Extracted records
Content starts

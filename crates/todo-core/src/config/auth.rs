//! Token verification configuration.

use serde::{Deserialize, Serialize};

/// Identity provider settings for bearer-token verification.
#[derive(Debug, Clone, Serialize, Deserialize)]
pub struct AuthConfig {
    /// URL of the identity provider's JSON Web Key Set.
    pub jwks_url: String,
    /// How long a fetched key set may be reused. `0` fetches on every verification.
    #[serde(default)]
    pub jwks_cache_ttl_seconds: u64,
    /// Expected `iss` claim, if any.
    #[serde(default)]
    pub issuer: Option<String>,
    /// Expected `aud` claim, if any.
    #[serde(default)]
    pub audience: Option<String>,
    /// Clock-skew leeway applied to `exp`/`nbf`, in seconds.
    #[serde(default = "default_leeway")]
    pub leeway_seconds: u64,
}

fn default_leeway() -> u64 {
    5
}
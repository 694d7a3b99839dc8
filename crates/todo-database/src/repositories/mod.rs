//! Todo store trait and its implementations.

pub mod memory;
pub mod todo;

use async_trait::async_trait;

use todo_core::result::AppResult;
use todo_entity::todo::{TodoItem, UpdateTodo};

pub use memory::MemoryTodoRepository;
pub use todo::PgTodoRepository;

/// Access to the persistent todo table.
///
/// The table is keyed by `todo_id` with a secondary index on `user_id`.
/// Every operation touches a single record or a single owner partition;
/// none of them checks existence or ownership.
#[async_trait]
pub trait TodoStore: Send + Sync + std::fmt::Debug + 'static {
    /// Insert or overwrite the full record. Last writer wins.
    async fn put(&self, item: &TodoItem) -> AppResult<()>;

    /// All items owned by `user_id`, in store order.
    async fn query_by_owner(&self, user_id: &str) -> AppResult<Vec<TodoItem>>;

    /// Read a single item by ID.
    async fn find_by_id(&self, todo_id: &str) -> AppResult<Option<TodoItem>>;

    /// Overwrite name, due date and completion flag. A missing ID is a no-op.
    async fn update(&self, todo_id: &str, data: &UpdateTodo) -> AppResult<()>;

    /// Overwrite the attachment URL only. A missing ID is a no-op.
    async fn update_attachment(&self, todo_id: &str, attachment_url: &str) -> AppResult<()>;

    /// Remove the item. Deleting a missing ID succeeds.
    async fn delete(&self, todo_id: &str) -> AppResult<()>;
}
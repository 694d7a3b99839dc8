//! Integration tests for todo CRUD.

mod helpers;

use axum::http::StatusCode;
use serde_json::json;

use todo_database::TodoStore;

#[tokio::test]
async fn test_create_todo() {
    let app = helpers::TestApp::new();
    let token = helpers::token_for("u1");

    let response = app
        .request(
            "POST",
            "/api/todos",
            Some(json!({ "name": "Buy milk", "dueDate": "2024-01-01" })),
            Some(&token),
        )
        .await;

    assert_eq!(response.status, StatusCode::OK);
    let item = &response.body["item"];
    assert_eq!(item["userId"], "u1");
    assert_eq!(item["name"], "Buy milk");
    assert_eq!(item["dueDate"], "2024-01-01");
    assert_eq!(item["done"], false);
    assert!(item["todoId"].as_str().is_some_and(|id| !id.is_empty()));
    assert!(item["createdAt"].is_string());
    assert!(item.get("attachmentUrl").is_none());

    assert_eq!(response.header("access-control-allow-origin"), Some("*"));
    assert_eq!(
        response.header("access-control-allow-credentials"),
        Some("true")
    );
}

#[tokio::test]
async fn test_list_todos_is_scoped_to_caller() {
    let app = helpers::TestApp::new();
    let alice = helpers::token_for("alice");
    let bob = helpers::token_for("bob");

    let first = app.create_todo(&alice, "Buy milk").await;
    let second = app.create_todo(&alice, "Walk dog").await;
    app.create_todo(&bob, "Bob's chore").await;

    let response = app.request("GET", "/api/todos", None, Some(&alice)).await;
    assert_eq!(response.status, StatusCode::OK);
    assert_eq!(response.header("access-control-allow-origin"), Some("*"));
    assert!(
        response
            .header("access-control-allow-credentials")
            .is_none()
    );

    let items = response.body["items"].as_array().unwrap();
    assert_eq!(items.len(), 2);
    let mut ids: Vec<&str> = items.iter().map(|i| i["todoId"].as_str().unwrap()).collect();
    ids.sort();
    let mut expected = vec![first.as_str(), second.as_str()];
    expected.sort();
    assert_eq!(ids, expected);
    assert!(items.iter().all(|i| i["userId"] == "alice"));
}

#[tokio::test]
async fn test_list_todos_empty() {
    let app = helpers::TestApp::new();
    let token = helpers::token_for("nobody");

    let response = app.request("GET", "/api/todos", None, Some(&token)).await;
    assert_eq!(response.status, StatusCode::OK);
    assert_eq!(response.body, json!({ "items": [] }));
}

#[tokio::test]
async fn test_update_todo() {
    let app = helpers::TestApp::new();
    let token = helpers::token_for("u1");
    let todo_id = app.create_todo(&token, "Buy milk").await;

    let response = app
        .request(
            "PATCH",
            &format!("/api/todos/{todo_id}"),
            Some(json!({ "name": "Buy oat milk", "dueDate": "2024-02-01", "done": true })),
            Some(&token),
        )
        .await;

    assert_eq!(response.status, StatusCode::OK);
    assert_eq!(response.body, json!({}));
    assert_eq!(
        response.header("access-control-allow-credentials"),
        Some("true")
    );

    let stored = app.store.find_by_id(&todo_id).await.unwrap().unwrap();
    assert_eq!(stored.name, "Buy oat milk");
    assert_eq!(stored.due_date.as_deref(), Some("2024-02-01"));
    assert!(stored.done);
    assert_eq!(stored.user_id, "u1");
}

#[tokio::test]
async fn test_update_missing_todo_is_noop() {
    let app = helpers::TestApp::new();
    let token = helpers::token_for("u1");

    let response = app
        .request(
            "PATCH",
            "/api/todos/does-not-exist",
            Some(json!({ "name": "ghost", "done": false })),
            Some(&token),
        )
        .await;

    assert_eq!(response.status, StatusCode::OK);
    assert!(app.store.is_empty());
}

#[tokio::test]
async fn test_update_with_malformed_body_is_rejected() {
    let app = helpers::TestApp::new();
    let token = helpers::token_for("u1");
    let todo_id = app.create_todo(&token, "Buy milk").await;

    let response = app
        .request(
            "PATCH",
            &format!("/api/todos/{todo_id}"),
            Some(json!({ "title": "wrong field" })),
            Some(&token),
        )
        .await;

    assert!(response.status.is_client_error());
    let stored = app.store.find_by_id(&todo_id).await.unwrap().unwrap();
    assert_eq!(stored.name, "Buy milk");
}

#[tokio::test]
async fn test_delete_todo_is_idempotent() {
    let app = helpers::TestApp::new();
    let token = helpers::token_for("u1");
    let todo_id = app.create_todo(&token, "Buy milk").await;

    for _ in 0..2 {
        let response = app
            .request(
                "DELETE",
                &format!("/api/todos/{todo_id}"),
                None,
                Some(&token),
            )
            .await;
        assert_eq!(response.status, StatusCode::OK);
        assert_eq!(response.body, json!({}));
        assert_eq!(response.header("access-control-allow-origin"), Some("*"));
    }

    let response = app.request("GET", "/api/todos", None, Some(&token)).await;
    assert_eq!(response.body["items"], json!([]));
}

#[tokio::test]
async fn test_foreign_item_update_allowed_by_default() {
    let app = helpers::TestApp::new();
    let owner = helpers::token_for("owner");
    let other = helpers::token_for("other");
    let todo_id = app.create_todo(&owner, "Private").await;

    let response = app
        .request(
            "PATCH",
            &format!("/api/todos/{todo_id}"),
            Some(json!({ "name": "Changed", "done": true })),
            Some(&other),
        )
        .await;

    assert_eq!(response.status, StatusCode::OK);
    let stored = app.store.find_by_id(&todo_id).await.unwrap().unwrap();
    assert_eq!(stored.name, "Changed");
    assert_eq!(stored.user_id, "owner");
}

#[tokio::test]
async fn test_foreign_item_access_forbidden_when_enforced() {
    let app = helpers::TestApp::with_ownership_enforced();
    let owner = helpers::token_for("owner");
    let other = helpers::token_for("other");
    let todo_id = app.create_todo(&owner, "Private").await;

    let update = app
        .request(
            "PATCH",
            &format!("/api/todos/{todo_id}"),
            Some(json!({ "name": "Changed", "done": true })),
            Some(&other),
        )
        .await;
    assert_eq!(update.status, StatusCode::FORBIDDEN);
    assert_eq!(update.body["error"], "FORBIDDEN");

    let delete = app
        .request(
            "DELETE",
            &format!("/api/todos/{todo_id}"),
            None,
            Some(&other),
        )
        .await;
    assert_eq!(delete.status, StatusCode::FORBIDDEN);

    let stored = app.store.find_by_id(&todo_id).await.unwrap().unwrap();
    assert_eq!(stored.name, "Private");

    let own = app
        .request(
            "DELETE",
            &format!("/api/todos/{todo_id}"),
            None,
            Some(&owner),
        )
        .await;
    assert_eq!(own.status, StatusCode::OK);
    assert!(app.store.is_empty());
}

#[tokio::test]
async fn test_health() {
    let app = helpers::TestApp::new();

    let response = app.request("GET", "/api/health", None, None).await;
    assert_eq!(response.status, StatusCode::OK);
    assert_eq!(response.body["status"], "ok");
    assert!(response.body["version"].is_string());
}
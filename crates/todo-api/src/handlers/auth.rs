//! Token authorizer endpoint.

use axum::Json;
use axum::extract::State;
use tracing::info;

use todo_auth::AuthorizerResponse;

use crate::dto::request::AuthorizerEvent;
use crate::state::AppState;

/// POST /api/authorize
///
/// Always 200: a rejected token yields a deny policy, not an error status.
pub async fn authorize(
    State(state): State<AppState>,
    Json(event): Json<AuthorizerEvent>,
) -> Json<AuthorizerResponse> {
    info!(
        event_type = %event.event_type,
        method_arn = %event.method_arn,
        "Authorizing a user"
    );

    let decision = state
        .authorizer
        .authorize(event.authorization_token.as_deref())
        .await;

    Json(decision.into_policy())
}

Content ends

Instructions to follow
Gather each line of the records holding the string "verification".

Reply
//! Token verification configuration.
/// Identity provider settings for bearer-token verification.
    /// How long a fetched key set may be reused. `0` fetches on every verification.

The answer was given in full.